Yes this is going to be a rant!
Yesterday I was alerted to the newly proposed changes, open for public comment, in the Missouri Eat Smart Guidelines - standards for school lunches (and breakfast) in my state. When I first opened the document, I was not surprised by the incremental reduction of dietary fat and the push for more fiber, especially with whole grains.
What did surprise me was the absolute lack of attention to nutrient-density at each category level. Oh, there is a minimum which applies to each category - the minimums established by the USDA that establish minimum calories, fat not to exceed 30%, acceptable levels of protein, cholesterol, sodium and fiber, along with target minimums for calcium, iron, and vitamins A and C.

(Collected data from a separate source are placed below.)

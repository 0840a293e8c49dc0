use serde::{Deserialize, Serialize};

use super::super::domain::LoanPurpose;

pub const ELIGIBLE_REASON: &str = "Eligible under base rules";

/// Result of running the ordered rule table.
#[derive(Debug, Clone, PartialEq, Serialize, Deserialize)]
pub enum EligibilityVerdict {
    Eligible,
    Ineligible(IneligibilityReason),
}

impl EligibilityVerdict {
    pub fn is_eligible(&self) -> bool {
        matches!(self, EligibilityVerdict::Eligible)
    }

    /// Human readable reason; always populated.
    pub fn reason(&self) -> String {
        match self {
            EligibilityVerdict::Eligible => ELIGIBLE_REASON.to_string(),
            EligibilityVerdict::Ineligible(reason) => reason.summary(),
        }
    }
}

/// Disqualifying causes, one per base rule.
#[derive(Debug, Clone, PartialEq, Serialize, Deserialize)]
pub enum IneligibilityReason {
    InsufficientIncome,
    AgeOutOfRange { minimum: u32, maximum: u32 },
    UnsupportedPurpose(LoanPurpose),
}

impl IneligibilityReason {
    pub fn summary(&self) -> String {
        match self {
            IneligibilityReason::InsufficientIncome => "Monthly income is insufficient".to_string(),
            IneligibilityReason::AgeOutOfRange { minimum, maximum } => {
                format!("Age not in range (must be between {minimum}-{maximum})")
            }
            IneligibilityReason::UnsupportedPurpose(purpose) => {
                format!("{} loans not supported", purpose.label())
            }
        }
    }
}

So the committee drafting the newly proposed "expemplary" category didn't think it wise to perhaps set the bar higher - ya know, establish benchmark minimum for other micronutrients...maybe the same ones identified as deficient in our children in Missouri?
Hey, the starting document to consider this could be the Missouri Department of Health & Senior Services (DHSS) recently published Dietary Intake Summary Report for school year 2000-2001 - in it the DHSS reported finding the vast majority (greater than 50%) of all children in the state fail to meet RDA requirements for vitamin A, iron, calcium, folate and zinc, and 25% fail to meet requirements for protein, vitamin B6 and vitamin C.
We have a serious problem with malnutrition and the best the Missouri Eat Smart Guidelines committee can come up with is stricter limits on dietary fat and increasing fiber?
Has the committee that drafted this guideline even looked at what is being served in our schools?
Columbia public schools offer this delight each day:
Smucker's PBJ Uncrustable, Pepperidge Farms Goldfish Pretzels, Rice Krispie Treat, 1% cholocate milk, baby carrots and a fruit.
Can you imagine what would be said to a parent packing such a lunch for their child?
But guess what? That lunch conforms to the standards for low-fat with just 21g of dietary fat (24% of calories) - just ignore the fact that once protein is tallied, carbohydrate accounts for 508 of the 789 calories - that's 127g of carbohydrate, or the equivalent of 32-teaspoons of sugar in a child's metabolism in one meal!
But hey, it provides 6g of fiber - above the target 5g standard, right?
The public schools have the audacity to call that abomination a nutritious lunch?
Oh, and don't get me started on the soy-based products being used in meals and that fact not being disclosed to parents, unless of course, they poke around to read the allergen lists.
Beef Tacos on the menu?
I'd expect they're made with beef, wouldn't you? Nope...they're based on an "enriched" product schools purchase - made with some beef and an ingredient listed as "VPP" - vegetable protein product - better known as soy protein.
Chicken Nuggets on the menu?
I'd expect they're breaded chicken pieces, wouldn't you? Nope...they're also based on an "enriched" product schools purchase, already prepared - made with some chicken and an ingredient listed as ISP - isolated soya protein.
Think it can't get worse?
I don't think schools do much more than open a can, heat and serve these days - just reading through the spreadsheets available online makes that pretty clear - almost everything sold in school breakfast and lunches are convenience foods, from various vendors, that are nutritionally bankrupt, but easy to heat and serve.
If a parent were to habitually feed their child that crap, at the very least they'd be chastized as irresponsible - yet this is how the schools operate each day, serving what can only be called food-garbage each day and they have audacity to label them "healthful" and nutritious.
When you have a chance, read through the proposed Missouri Eat Smart Guidelines, then let the committee know what you think in the open public comments!
If people don't start speaking up, and demanding truly nutrient-dense meals for their children, it's only going to get worse!